As part of her research, Madzia will conduct in-depth interviews with more than 50 fourth-year medical students across the country to investigate how medical students with one or more minoritized identities experience the process of medical professionalization. She will also study why medical students with minoritized identities disproportionately match into less competitive specialties and to what extent this is due to personal choice versus forces of exclusion. Her goal is to design interventions that would help students with minoritized identities succeed in matching into whatever specialty they wish to pursue. Madzia hopes that this could reduce stratification across medical specialties and contribute to the creation of a medical profession that is representative of and, therefore, best equipped to care for the populations it serves.
The MSTP is a MD/PhD program supported by the UC College of Medicine and Cincinnati Children’s Hospital Medical Center. Students complete their first two years of medical school and then shift their studies to graduate school training before finishing their final two years of medical school to receive both a medical degree and a doctorate. The mission of the program is to develop individuals who make a difference in patient outcomes through bench to bedside research. It is funded through a National Institutes of Health award.
Juliana Madzia
Madzia, who received her bachelor's degree in neuroscience from UC in 2017, is currently working toward a doctoral degree from the Department of Sociology at the UC College of Arts and Sciences. She says she is excited to do this research as a student of both medicine and sociology, as traditionally, there has been very little communication between these two fields.

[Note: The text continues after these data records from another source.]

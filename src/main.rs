//! cihelper - CI helper for managing encrypted GitHub Actions secrets.

use clap::Parser;
use tracing_subscriber::{fmt, prelude::*, EnvFilter};

use cihelper::cli::{execute, Cli};
use cihelper::core::constants;
use cihelper::core::exit::terminate;
use cihelper::core::exit_codes::ExitCode;

fn main() {
    let cli = match Cli::try_parse() {
        Ok(cli) => cli,
        Err(e) => {
            let _ = e.print();
            // clap would exit with 2, which is reserved for shell misuse
            if e.use_stderr() {
                terminate(Some(ExitCode::InvalidArgument.code()), None);
            }
            terminate(None, None);
        }
    };

    // Initialize tracing subscriber with env-filter support
    let filter = EnvFilter::try_from_env(constants::LOG_ENV).unwrap_or_else(|_| {
        if cli.global.verbose {
            EnvFilter::new("cihelper=debug")
        } else {
            EnvFilter::new("cihelper=warn")
        }
    });

    tracing_subscriber::registry()
        .with(filter)
        .with(
            fmt::layer()
                .with_target(false)
                .without_time()
                .with_writer(std::io::stderr),
        )
        .init();

    match execute(cli) {
        Ok(()) => terminate(None, None),
        Err(e) => terminate(Some(e.exit_code().code()), Some(&e.to_string())),
    }
}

“Doing qualitative interviews with medical students, while being a medical student myself, means that I can build rapport with participants and put their responses into context in a way that a researcher not in medicine might not be able to,” she says. “I think this will ultimately make my work more impactful because I will be able to communicate my findings in the sociology community as well as the medical community, where it has the potential to inform positive change within medical education.”
Madzia is the only UC MSTP student pursuing a doctoral degree in the social sciences.
“I wanted to obtain this double degree because applying a sociological lens to health inequities allows me to think critically about the ways that inequality—based on race, class, gender, sexual orientation and other aspects of identity—is perpetuated through individuals’ interactions with health care providers,” she says.
She hopes to continue to use the skills and knowledge she is gaining in her doctoral studies in her future work as a gender-affirming surgeon.
“Through sociology, I’ve taken classes that have helped me develop a nuanced understanding of gender and identity, and as a result I’ve had the opportunity to get involved in research projects designed to meet the needs of Cincinnati’s trans and non-binary community,” Madzia says. “This combination of theoretical and real-world experience will help me to better understand the needs of and build relationships with my future patients who are seeking gender-affirming surgery.”
Madzia expects to complete her doctorate in March 2023 and then complete the final two years of her medical studies to receive her medical degree in 2025. She is planning to do her residency in plastic surgery followed by a fellowship in gender-affirming surgery.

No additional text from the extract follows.